Kim raises her eyebrows expectantly. 

“I did a lot of bad stuff, you know. Stealing some old geezer’s prized stamp collection included.” He gives a faint laugh, then draws in a deep breath. 

“Jimmy,” Kim says, and her eyes grow soft. 

He stares at her.

“You don’t need to tell me,” she says quietly. 

“No, no, it’s not that,” Jimmy says. He grips his beer and taps his fingernails on the glass. “It’s just—” He huffs, looks down, then meets her gaze. “It’s just…” 

Kim waits, her face still. 

So he tells her. “I took a shit through some guy’s sunroof.”

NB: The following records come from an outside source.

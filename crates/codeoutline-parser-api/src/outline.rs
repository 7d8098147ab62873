use crate::entities::{Annotation, Import, Symbol, SymbolKind};
use serde::{Deserialize, Serialize};
use std::collections::HashMap;

/// Outline of one parsed file
///
/// Symbols are stored flat in depth-first source order; the tree is encoded
/// through each symbol's `parent` path, so any downstream format can be
/// derived without the parser knowing about it.
#[derive(Debug, Clone, Default, PartialEq, Serialize, Deserialize)]
pub struct SymbolOutline {
    /// Caller-supplied identifier of the source (usually its path)
    pub file_id: String,

    /// Language identifier
    pub language: String,

    /// Declared package, if any
    pub package: Option<String>,

    /// Import directives in source order
    pub imports: Vec<Import>,

    /// File-level annotations (`@file:JvmName(...)`)
    pub file_annotations: Vec<Annotation>,

    /// Number of lines in the source
    pub line_count: usize,

    /// Every symbol, parents before children
    pub symbols: Vec<Symbol>,
}

/// Borrowed tree view over a [`SymbolOutline`]
#[derive(Debug, Clone, PartialEq)]
pub struct OutlineNode<'a> {
    pub symbol: &'a Symbol,
    pub children: Vec<OutlineNode<'a>>,
}

impl SymbolOutline {
    /// Create a new empty outline
    pub fn new(file_id: impl Into<String>, language: impl Into<String>) -> Self {
        Self {
            file_id: file_id.into(),
            language: language.into(),
            ..Default::default()
        }
    }

    pub fn len(&self) -> usize {
        self.symbols.len()
    }

    pub fn is_empty(&self) -> bool {
        self.symbols.is_empty()
    }

    pub fn iter(&self) -> std::slice::Iter<'_, Symbol> {
        self.symbols.iter()
    }

    /// Add a symbol
    pub fn add_symbol(&mut self, symbol: Symbol) {
        self.symbols.push(symbol);
    }

    /// Add an import
    pub fn add_import(&mut self, import: Import) {
        self.imports.push(import);
    }

    /// Look a symbol up by qualified path
    pub fn get(&self, path: &str) -> Option<&Symbol> {
        self.symbols.iter().find(|s| s.path == path)
    }

    /// Direct children of the symbol at `path`
    pub fn children<'a>(&'a self, path: &'a str) -> impl Iterator<Item = &'a Symbol> + 'a {
        self.symbols
            .iter()
            .filter(move |s| s.parent.as_deref() == Some(path))
    }

    /// Top-level symbols
    pub fn roots(&self) -> impl Iterator<Item = &Symbol> {
        self.symbols.iter().filter(|s| s.parent.is_none())
    }

    pub fn by_kind<'a>(&'a self, kind: &'a SymbolKind) -> impl Iterator<Item = &'a Symbol> + 'a {
        self.symbols.iter().filter(move |s| &s.kind == kind)
    }

    /// `const val` properties anywhere in the file
    pub fn constants(&self) -> impl Iterator<Item = &Symbol> {
        self.symbols.iter().filter(|s| s.is_constant())
    }

    /// Symbols recovered from malformed source
    pub fn partial_symbols(&self) -> impl Iterator<Item = &Symbol> {
        self.symbols.iter().filter(|s| s.partial)
    }

    /// Package-qualified name of a symbol, using `.` after the package
    pub fn qualified_name(&self, symbol: &Symbol) -> String {
        match &self.package {
            Some(pkg) => format!("{}.{}", pkg, symbol.path),
            None => symbol.path.clone(),
        }
    }

    /// Nested view of the outline, roots in source order
    pub fn tree(&self) -> Vec<OutlineNode<'_>> {
        let mut by_parent: HashMap<&str, Vec<&Symbol>> = HashMap::new();
        let mut roots = Vec::new();
        for symbol in &self.symbols {
            match symbol.parent.as_deref() {
                Some(parent) => by_parent.entry(parent).or_default().push(symbol),
                None => roots.push(symbol),
            }
        }

        fn build<'a>(
            symbol: &'a Symbol,
            by_parent: &HashMap<&str, Vec<&'a Symbol>>,
        ) -> OutlineNode<'a> {
            let children = by_parent
                .get(symbol.path.as_str())
                .map(|kids| kids.iter().map(|kid| build(kid, by_parent)).collect())
                .unwrap_or_default();
            OutlineNode { symbol, children }
        }

        roots.into_iter().map(|root| build(root, &by_parent)).collect()
    }
}

impl<'a> IntoIterator for &'a SymbolOutline {
    type Item = &'a Symbol;
    type IntoIter = std::slice::Iter<'a, Symbol>;

    fn into_iter(self) -> Self::IntoIter {
        self.symbols.iter()
    }
}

Kim almost manages to hold it together. She stares at him, lips quivering, cheeks trembling—and then bursts into violent laughter, big loud guffaws that have the other patrons staring over at her, and something unpleasant and shameful uncoils in Jimmy’s stomach. 

He swallows, taking a sip of his beer, watching her grip her chest.

“I’m s—I’m sorry,” she gasps, words faint through her laughter. “I just—” she says, reaching up to wipe tears from her face. She forces air out her mouth, a calming breath, then meets his eyes and says gently, “I’m sorry, Jimmy.” 

But her gaze is kind, not full of the disgust he expected, and suddenly the shame in him breaks, and he starts laughing too, slowly at first and then louder, until the two of them are cackling together over their half-empty beer glasses, laughing and laughing until they run out of breath and have to stop, winded. 

And Jimmy thinks that it’s the first time in a long time he’s had a great night out without conning anybody, and he thinks that maybe he can do this forever. 


Though Kim had looked much more relaxed when Jimmy said goodnight to her outside the Irish pub that Friday, by the time Monday morning rolls around the tension seems to have returned to her shoulders tenfold. She’s so fixated on her textbook that at first she doesn’t notice Jimmy arrive at all, and then her distracted, monosyllabic answers let him know to leave her be. He thinks of all the spring breakers down in Florida, crowding beneath the sun along long stretches of white sand, as Kim spends her mornings and evenings and lunch breaks hunkered beneath the fluorescent lights and prison windows of the basement breakroom. 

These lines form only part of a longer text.